Svolta storica: l’Arabia regala il voto alle donne

Per timore di rivolte, re Abdullah concede alle signore anche di candidarsi. Ma i conservatori meditano vendetta

Svolta storica: l’Arabia  
regala il voto alle donne

Un assaggio di rivoluzione nell’anno della primavera araba. Un assaggio offerto per gentile concessione di un sovrano 88enne. Un assaggio capace di cambiare il volto tetro dell’Arabia Saudita. Ma anche di farlo esplodere liberando rabbia e fanatismo. Comunque vada re Abdallah, sovrano classe 1923, ha fatto il grande passo. Ha concesso alle invisibili e velate suddite il diritto di votare e farsi eleggere. Non sarà per domani, non sarà per le elezioni amministrative del 29 settembre, ma resta comunque il più grande segnale di cambiamento in un regno ostaggio del fanatismo wahabita. Un regno dove grazie alla riforma di re Abdallah le donne potranno – a partire dalle prossime elezioni amministrative - votare e farsi eleggere. E non solo. La svolta di re Abdallah apre alle donne anche i cancelli del «Majlis as Shura», il consiglio consultivo a cui spetta il diritto di proporre al re nuove leggi o esprimere pareri consultivi su quelle già emanate. A svelare la rivoluzione è lo stesso sovrano con un messaggio televisivo in cui - pur non usando la parola voto - annuncia la piena partecipazione femminile al «processo di nomina». «L’abbiamo deciso perché in base alle linee guida della Sharia, e dopo lunghe consultazioni con i nostri esperti religiosi, riteniamo di doverci opporre – spiega l’anziano sovrano - alla marginalizzazione delle donne nella società saudita».
L’annuncio fa intendere, nella sua regale cripticità, quante e quali difficoltà si celano dietro la riforma. Le «consultazioni» equivalgono probabilmente a vere e proprie faide tra i settori più intransigenti del culto wahabita e quelli più disposti a sostenere i tentativi di modernizzare il paese. Certo le incognite sono tante. La prima e più evidente riguarda l’avvio della riforma. In teoria tutto dovrebbe iniziare con le prossime elezioni amministrative, previste per il 2016. Ma quando c’è di mezzo un voto nulla in Arabia Saudita è certo. Il voto esclusivamente maschile per l’elezione dei consigli locali, l’unica forma di suffragio concessa oggi ai sudditi sauditi, è un’innovazione introdotta nel 2005 e consente solo la nomina della metà dei rappresentanti dei consigli locali. L’altro 50 per cento continua ad esser scelto dalla casa regnante e dai suoi emissari. Anche con queste limitazioni l’unica forma di voto possibile resta soggetta alla volontà del sovrano. Le elezioni del prossimo 29 settembre arrivano, ad esempio, dopo il rinvio per due anni di quelle previste nel 2009. Rinvii ed incertezze sono il segnale delle profonde divisioni intestine del regno. Non più tardi del 2010 re Abdullah ha dovuto cacciare dal «Consiglio dei saggi islamici» lo sceicco Saad bin Naser Al Shetrhri protagonista di un’estenuante opposizione alle classi miste introdotte all’Università di Scienza e Tecnologie, il college aperto per volontà di re Abdallah e considerato il più avanzato del paese. Nel febbraio 2009 un’altra sudata svolta è stata la nomina a sottosegretario per l’educazione di Norah al-Fayez prima donna saudita a ricoprire una carica ministeriale. Le innovazioni di re Abdallah devono però far i conti con le forze integraliste presenti non soli ai vertici religiosi, ma anche all’interno della casa reale. Una scomparsa di re Abdallah seguita dalla salita al trono di un esponente delle fazioni più conservatrici porterebbe immediatamente indietro l’orologio della storia. Neanche una corsa in avanti è facile.

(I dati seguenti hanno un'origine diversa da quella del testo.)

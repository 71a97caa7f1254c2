//! Test-only fake transport: scripts a sequence of raw HTTP responses so `RestClient`/`ExecutionEngine`
//! tests exercise signing, rate limiting, breaker transitions and response classification without
//! touching a socket.

use std::collections::VecDeque;
use std::sync::atomic::{AtomicUsize, Ordering};

use async_trait::async_trait;
use hyper::Method;
use parking_lot::Mutex;

use crate::rest::transport::{HttpTransport, RawResponse, TransportError};

pub struct ScriptedResponse {
    pub status: u16,
    pub body: String,
}

/// A transport that replays a fixed queue of responses in order, regardless of which endpoint
/// asked. Good enough for scripting one call sequence per test; push enough responses for every
/// request the scenario makes.
pub struct FakeTransport {
    responses: Mutex<VecDeque<ScriptedResponse>>,
    call_count: AtomicUsize,
}

impl FakeTransport {
    pub fn new() -> Self {
        Self {
            responses: Mutex::new(VecDeque::new()),
            call_count: AtomicUsize::new(0),
        }
    }

    pub fn push(&self, status: u16, body: impl Into<String>) -> &Self {
        self.responses.lock().push_back(ScriptedResponse {
            status,
            body: body.into(),
        });
        self
    }

    pub fn calls(&self) -> usize {
        self.call_count.load(Ordering::SeqCst)
    }
}

impl Default for FakeTransport {
    fn default() -> Self {
        Self::new()
    }
}

#[async_trait]
impl HttpTransport for FakeTransport {
    async fn send(
        &self,
        method: Method,
        uri: String,
        _body: Option<String>,
        _headers: Vec<(String, String)>,
    ) -> Result<RawResponse, TransportError> {
        self.call_count.fetch_add(1, Ordering::SeqCst);
        let next = self.responses.lock().pop_front();
        match next {
            Some(response) => Ok(RawResponse {
                status: response.status,
                body: response.body,
            }),
            None => Err(TransportError {
                method: method.to_string(),
                uri,
                source: anyhow::anyhow!("FakeTransport: no scripted response left"),
            }),
        }
    }
}
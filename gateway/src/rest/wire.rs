//! Parses the Binance-shaped USD-M futures wire format into typed `domain` values. Every numeric
//! field is parsed exactly once, here, through `support::numeric` — nothing downstream re-parses
//! a string.

use chrono::{TimeZone, Utc};
use domain::order::{OrderStatus, PositionSide};
use domain::symbol::Precision;
use domain::{MarginMode, OrderOutcome, Position, SymbolInfo};
use rust_decimal::Decimal;
use serde_json::Value;
use support::numeric::{decimal_field, optional_decimal_field, u64_field, DecimalFieldError};

pub fn parse_order_status(raw: &str) -> OrderStatus {
    match raw {
        "NEW" => OrderStatus::New,
        "PARTIALLY_FILLED" => OrderStatus::PartiallyFilled,
        "FILLED" => OrderStatus::Filled,
        "CANCELED" | "CANCELLED" => OrderStatus::Canceled,
        "REJECTED" => OrderStatus::Rejected,
        "EXPIRED" => OrderStatus::Expired,
        _ => OrderStatus::Rejected,
    }
}

pub fn parse_order_outcome(value: &Value) -> Result<OrderOutcome, DecimalFieldError> {
    let order_id = u64_field(value, "orderId")?;
    let status = value
        .get("status")
        .and_then(Value::as_str)
        .map(parse_order_status)
        .unwrap_or(OrderStatus::Rejected);
    let avg_fill_price = optional_decimal_field(value, "avgPrice")?.unwrap_or(Decimal::ZERO);
    let filled_qty = optional_decimal_field(value, "executedQty")?.unwrap_or(Decimal::ZERO);
    let updated_at = value
        .get("updateTime")
        .and_then(Value::as_i64)
        .and_then(|ms| Utc.timestamp_millis_opt(ms).single())
        .unwrap_or_else(Utc::now);

    Ok(OrderOutcome {
        order_id,
        status,
        avg_fill_price,
        filled_qty,
        updated_at,
    })
}

pub fn parse_position(value: &Value) -> Result<Position, DecimalFieldError> {
    let symbol = value
        .get("symbol")
        .and_then(Value::as_str)
        .unwrap_or_default()
        .to_string();
    let size = decimal_field(value, "positionAmt")?;
    let entry_price = decimal_field(value, "entryPrice")?;
    let mark_price = decimal_field(value, "markPrice")?;
    let unrealized_pnl = decimal_field(value, "unRealizedProfit")?;
    let liquidation_price = optional_decimal_field(value, "liquidationPrice")?.unwrap_or(Decimal::ZERO);
    let leverage = value
        .get("leverage")
        .and_then(Value::as_str)
        .and_then(|s| s.parse::<u32>().ok())
        .unwrap_or(1);
    let margin_mode = match value.get("marginType").and_then(Value::as_str) {
        Some("isolated") => MarginMode::Isolated,
        _ => MarginMode::Cross,
    };
    let side = match value.get("positionSide").and_then(Value::as_str) {
        Some("LONG") => PositionSide::Long,
        Some("SHORT") => PositionSide::Short,
        _ => PositionSide::Both,
    };

    Ok(Position {
        symbol,
        side,
        size,
        entry_price,
        mark_price,
        unrealized_pnl,
        leverage,
        margin_mode,
        liquidation_price,
    })
}

/// A single 5-minute-or-1-minute bar's close price — only fields 0..6 of the 12-field kline
/// array are used.
#[derive(Debug, Clone, Copy, PartialEq)]
pub struct Kline {
    pub open_time: i64,
    pub open: Decimal,
    pub high: Decimal,
    pub low: Decimal,
    pub close: Decimal,
    pub volume: Decimal,
    pub close_time: i64,
}

pub fn parse_klines(value: &Value) -> Result<Vec<Kline>, DecimalFieldError> {
    let rows = value.as_array().cloned().unwrap_or_default();
    rows.iter()
        .map(|row| {
            let fields = row.as_array().cloned().unwrap_or_default();
            let get_decimal = |idx: usize| -> Result<Decimal, DecimalFieldError> {
                fields
                    .get(idx)
                    .and_then(Value::as_str)
                    .and_then(|s| s.parse::<Decimal>().ok())
                    .ok_or(DecimalFieldError {
                        field: "kline_field",
                        raw: fields.get(idx).map(|v| v.to_string()).unwrap_or_default(),
                    })
            };
            Ok(Kline {
                open_time: fields.first().and_then(Value::as_i64).unwrap_or_default(),
                open: get_decimal(1)?,
                high: get_decimal(2)?,
                low: get_decimal(3)?,
                close: get_decimal(4)?,
                volume: get_decimal(5)?,
                close_time: fields.get(6).and_then(Value::as_i64).unwrap_or_default(),
            })
        })
        .collect()
}

fn parse_precision_filter(filters: &[Value], filter_type: &str, field: &str) -> Option<Precision> {
    filters
        .iter()
        .find(|f| f.get("filterType").and_then(Value::as_str) == Some(filter_type))
        .and_then(|f| f.get(field))
        .and_then(Value::as_str)
        .and_then(|s| s.parse::<Decimal>().ok())
        .map(|tick| Precision::ByTick { tick })
}

pub fn parse_symbol_info(value: &Value) -> Result<SymbolInfo, DecimalFieldError> {
    let symbol = value
        .get("symbol")
        .and_then(Value::as_str)
        .unwrap_or_default()
        .to_string();
    let filters = value
        .get("filters")
        .and_then(Value::as_array)
        .cloned()
        .unwrap_or_default();

    let price_precision = parse_precision_filter(&filters, "PRICE_FILTER", "tickSize")
        .unwrap_or_else(|| fallback_mantissa(value, "pricePrecision"));
    let quantity_precision = parse_precision_filter(&filters, "LOT_SIZE", "stepSize")
        .unwrap_or_else(|| fallback_mantissa(value, "quantityPrecision"));

    let min_qty = filters
        .iter()
        .find(|f| f.get("filterType").and_then(Value::as_str) == Some("LOT_SIZE"))
        .and_then(|f| f.get("minQty"))
        .and_then(Value::as_str)
        .and_then(|s| s.parse::<Decimal>().ok())
        .unwrap_or(Decimal::ZERO);

    let min_notional = filters
        .iter()
        .find(|f| f.get("filterType").and_then(Value::as_str) == Some("MIN_NOTIONAL"))
        .and_then(|f| f.get("notional"))
        .and_then(Value::as_str)
        .and_then(|s| s.parse::<Decimal>().ok())
        .unwrap_or(Decimal::ZERO);

    Ok(SymbolInfo {
        symbol,
        price_precision,
        quantity_precision,
        min_qty,
        min_notional,
    })
}

fn fallback_mantissa(value: &Value, field: &str) -> Precision {
    let digits = value.get(field).and_then(Value::as_u64).unwrap_or(2) as u8;
    Precision::ByMantissa { digits }
}

/// Binance bundles every quote asset's balance in one array; only the USDT entry matters here.
pub fn parse_usdt_balance(value: &Value) -> Result<Decimal, DecimalFieldError> {
    let entries = value.as_array().cloned().unwrap_or_default();
    let usdt = entries
        .iter()
        .find(|entry| entry.get("asset").and_then(Value::as_str) == Some("USDT"));
    match usdt {
        Some(entry) => decimal_field(entry, "balance"),
        None => Ok(Decimal::ZERO),
    }
}
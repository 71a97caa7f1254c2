use chrono::{DateTime, Utc};

use crate::{Amount, Price};

#[derive(Debug, Clone, Copy, PartialEq, Eq, Hash, serde::Serialize, serde::Deserialize)]
pub enum OrderSide {
    Buy,
    Sell,
}

impl OrderSide {
    pub fn opposite(self) -> OrderSide {
        match self {
            OrderSide::Buy => OrderSide::Sell,
            OrderSide::Sell => OrderSide::Buy,
        }
    }
}

#[derive(Debug, Clone, Copy, PartialEq, Eq, Hash, serde::Serialize, serde::Deserialize)]
pub enum OrderType {
    Market,
    Limit,
    StopMarket,
    StopLimit,
}

#[derive(Debug, Clone, Copy, PartialEq, Eq, Hash, serde::Serialize, serde::Deserialize)]
pub enum TimeInForce {
    Gtc,
    Ioc,
    Fok,
}

#[derive(Debug, Clone, Copy, PartialEq, Eq, Hash, serde::Serialize, serde::Deserialize)]
pub enum PositionSide {
    Long,
    Short,
    Both,
}

#[derive(Debug, Clone, Copy, PartialEq, Eq, serde::Serialize, serde::Deserialize)]
pub enum OrderStatus {
    New,
    PartiallyFilled,
    Filled,
    Canceled,
    Rejected,
    Expired,
}

/// An order as the caller intends to submit it.
///
/// Invariants are checked by [`Order::validate`], not at construction: quantity precision
/// depends on the symbol's exchange-declared metadata, which is only known to the REST client.
#[derive(Debug, Clone)]
pub struct Order {
    pub symbol: String,
    pub side: OrderSide,
    pub order_type: OrderType,
    pub quantity: Amount,
    pub price: Option<Price>,
    pub stop_price: Option<Price>,
    pub reduce_only: bool,
    pub close_position: bool,
    pub time_in_force: Option<TimeInForce>,
    pub position_side: Option<PositionSide>,
}

#[derive(Debug, thiserror::Error, PartialEq, Eq)]
pub enum OrderValidationError {
    #[error("limit orders require a price")]
    LimitRequiresPrice,
    #[error("limit orders require a time-in-force")]
    LimitRequiresTimeInForce,
    #[error("reduce_only and close_position are mutually exclusive")]
    ReduceOnlyConflictsWithClosePosition,
    #[error("quantity must be > 0")]
    NonPositiveQuantity,
}

impl Order {
    pub fn market(symbol: impl Into<String>, side: OrderSide, quantity: Amount) -> Self {
        Self {
            symbol: symbol.into(),
            side,
            order_type: OrderType::Market,
            quantity,
            price: None,
            stop_price: None,
            reduce_only: false,
            close_position: false,
            time_in_force: None,
            position_side: None,
        }
    }

    pub fn limit(
        symbol: impl Into<String>,
        side: OrderSide,
        quantity: Amount,
        price: Price,
        time_in_force: TimeInForce,
    ) -> Self {
        Self {
            symbol: symbol.into(),
            side,
            order_type: OrderType::Limit,
            quantity,
            price: Some(price),
            stop_price: None,
            reduce_only: false,
            close_position: false,
            time_in_force: Some(time_in_force),
            position_side: None,
        }
    }

    /// Checks the invariants that do not depend on exchange-side precision.
    pub fn validate(&self) -> Result<(), OrderValidationError> {
        if self.quantity <= Amount::ZERO {
            return Err(OrderValidationError::NonPositiveQuantity);
        }
        if matches!(self.order_type, OrderType::Limit | OrderType::StopLimit) {
            if self.price.is_none() {
                return Err(OrderValidationError::LimitRequiresPrice);
            }
            if self.time_in_force.is_none() {
                return Err(OrderValidationError::LimitRequiresTimeInForce);
            }
        }
        if self.reduce_only && self.close_position {
            return Err(OrderValidationError::ReduceOnlyConflictsWithClosePosition);
        }
        Ok(())
    }
}

#[derive(Debug, Clone, PartialEq)]
pub struct OrderOutcome {
    pub order_id: u64,
    pub status: OrderStatus,
    pub avg_fill_price: Price,
    pub filled_qty: Amount,
    pub updated_at: DateTime<Utc>,
}

#[cfg(test)]
mod tests {
    use super::*;
    use pretty_assertions::assert_eq;
    use rust_decimal_macros::dec;

    #[test]
    fn market_order_needs_no_price() {
        let order = Order::market("BTCUSDT", OrderSide::Buy, dec!(1));
        assert_eq!(order.validate(), Ok(()));
    }

    #[test]
    fn limit_without_price_is_rejected() {
        let mut order = Order::limit(
            "BTCUSDT",
            OrderSide::Buy,
            dec!(1),
            dec!(100),
            TimeInForce::Gtc,
        );
        order.price = None;
        assert_eq!(
            order.validate(),
            Err(OrderValidationError::LimitRequiresPrice)
        );
    }

    #[test]
    fn limit_without_time_in_force_is_rejected() {
        let mut order = Order::limit(
            "BTCUSDT",
            OrderSide::Buy,
            dec!(1),
            dec!(100),
            TimeInForce::Gtc,
        );
        order.time_in_force = None;
        assert_eq!(
            order.validate(),
            Err(OrderValidationError::LimitRequiresTimeInForce)
        );
    }

    #[test]
    fn reduce_only_and_close_position_conflict() {
        let mut order = Order::market("BTCUSDT", OrderSide::Sell, dec!(1));
        order.reduce_only = true;
        order.close_position = true;
        assert_eq!(
            order.validate(),
            Err(OrderValidationError::ReduceOnlyConflictsWithClosePosition)
        );
    }

    #[test]
    fn zero_quantity_is_rejected() {
        let order = Order::market("BTCUSDT", OrderSide::Buy, dec!(0));
        assert_eq!(
            order.validate(),
            Err(OrderValidationError::NonPositiveQuantity)
        );
    }
}
use crate::order::PositionSide;
use crate::{Amount, Price};

#[derive(Debug, Clone, Copy, PartialEq, Eq, Hash, serde::Serialize, serde::Deserialize)]
pub enum MarginMode {
    Isolated,
    Cross,
}

/// A live position snapshot. An absent position (size == 0) is simply never constructed; callers
/// read the active set from `RestClient::get_positions` rather than a nullable field.
#[derive(Debug, Clone, PartialEq)]
pub struct Position {
    pub symbol: String,
    pub side: PositionSide,
    pub size: Amount,
    pub entry_price: Price,
    pub mark_price: Price,
    pub unrealized_pnl: Price,
    pub leverage: u32,
    pub margin_mode: MarginMode,
    pub liquidation_price: Price,
}

impl Position {
    pub fn is_active(&self) -> bool {
        !self.size.is_zero()
    }
}
use std::sync::atomic::{AtomicBool, Ordering};
use std::sync::Arc;

use parking_lot::Mutex;
use tokio::sync::Notify;

#[derive(Default)]
struct CancellationState {
    signal: Notify,
    handlers: Mutex<Vec<Box<dyn Fn() + Send>>>,
    requested: AtomicBool,
}

/// Ambient cancellation signal threaded through every suspension point in the gateway. Cheap to
/// clone; all clones observe the same underlying state.
#[derive(Default, Clone)]
pub struct CancellationToken {
    state: Arc<CancellationState>,
}

impl CancellationToken {
    pub fn new() -> Self {
        Self::default()
    }

    pub fn cancel(&self) {
        self.state.requested.store(true, Ordering::SeqCst);
        self.state.handlers.lock().iter().for_each(|handler| handler());
        self.state.signal.notify_waiters();
    }

    pub fn is_cancelled(&self) -> bool {
        self.state.requested.load(Ordering::SeqCst)
    }

    /// Resolves once `cancel` has been called. Safe to poll repeatedly; resolves immediately if
    /// cancellation already happened before this call.
    pub async fn cancelled(&self) {
        if self.is_cancelled() {
            return;
        }
        self.state.signal.notified().await;
    }

    /// Derives a child token that is cancelled whenever `self` is cancelled, but can also be
    /// cancelled independently without affecting the parent.
    pub fn child_token(&self) -> Self {
        let child = CancellationToken::new();
        let weak = Arc::downgrade(&child.state);
        self.state.handlers.lock().push(Box::new(move || {
            if let Some(state) = weak.upgrade() {
                CancellationToken { state }.cancel();
            }
        }));
        if self.is_cancelled() {
            child.cancel();
        }
        child
    }
}
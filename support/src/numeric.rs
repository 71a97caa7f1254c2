use std::str::FromStr;

use rust_decimal::Decimal;
use serde_json::Value;

/// Every numeric field in a REST response is parsed here, once, at ingress, through a single
/// strict parser rather than several ad hoc float conversions scattered downstream. A value that
/// fails to parse is a bug in the exchange's response, not a silent zero.
#[derive(Debug, thiserror::Error)]
#[error("field `{field}` is not a valid decimal: {raw:?}")]
pub struct DecimalFieldError {
    pub field: &'static str,
    pub raw: String,
}

/// Extracts a required string-encoded decimal field, the shape Binance-style REST responses use
/// for price/quantity fields (`"price": "100.50"`).
pub fn decimal_field(value: &Value, field: &'static str) -> Result<Decimal, DecimalFieldError> {
    let raw = value
        .get(field)
        .and_then(Value::as_str)
        .ok_or_else(|| DecimalFieldError {
            field,
            raw: value.get(field).map(|v| v.to_string()).unwrap_or_default(),
        })?;
    Decimal::from_str(raw).map_err(|_| DecimalFieldError {
        field,
        raw: raw.to_string(),
    })
}

/// Same as [`decimal_field`] but tolerates the field being absent, returning `None` rather than
/// erroring — used for optional fields like `liquidationPrice` on a flat (non-derivative) spot
/// position.
pub fn optional_decimal_field(
    value: &Value,
    field: &'static str,
) -> Result<Option<Decimal>, DecimalFieldError> {
    match value.get(field) {
        None | Some(Value::Null) => Ok(None),
        Some(_) => decimal_field(value, field).map(Some),
    }
}

/// Extracts a required integer field which Binance-style APIs sometimes encode as a JSON number
/// and sometimes as a string (order ids in particular vary by endpoint).
pub fn u64_field(value: &Value, field: &'static str) -> Result<u64, DecimalFieldError> {
    match value.get(field) {
        Some(Value::Number(n)) => n.as_u64().ok_or_else(|| DecimalFieldError {
            field,
            raw: n.to_string(),
        }),
        Some(Value::String(s)) => s.parse::<u64>().map_err(|_| DecimalFieldError {
            field,
            raw: s.clone(),
        }),
        other => Err(DecimalFieldError {
            field,
            raw: other.map(|v| v.to_string()).unwrap_or_default(),
        }),
    }
}

#[cfg(test)]
mod tests {
    use super::*;
    use rust_decimal_macros::dec;
    use serde_json::json;

    #[test]
    fn parses_string_encoded_decimal() {
        let v = json!({"price": "100.50"});
        assert_eq!(decimal_field(&v, "price").unwrap(), dec!(100.50));
    }

    #[test]
    fn rejects_unparseable_decimal() {
        let v = json!({"price": "not-a-number"});
        assert!(decimal_field(&v, "price").is_err());
    }

    #[test]
    fn missing_optional_field_is_none() {
        let v = json!({});
        assert_eq!(optional_decimal_field(&v, "liquidationPrice").unwrap(), None);
    }

    #[test]
    fn u64_field_accepts_number_or_string() {
        let v = json!({"orderId": 123, "clientOrderId": "456"});
        assert_eq!(u64_field(&v, "orderId").unwrap(), 123);
        assert_eq!(u64_field(&v, "clientOrderId").unwrap(), 456);
    }
}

Per tenere a freno la voglia di rivolta diffusasi dopo le rivolte egiziane e tunisine, il sovrano ha dovuto quest’anno spendere 37 miliardi di dollari per sovvenzionare i disoccupati, garantire gli studi ai più disagiati, finanziare le case per le giovani coppie e cancellare i debiti individuali. Ma una parte di quei miliardi serviranno anche a far decollare un canale televisivo dedicato esclusivamente allo sport. Perché se non li puoi far decidere, li devi almeno far divertire.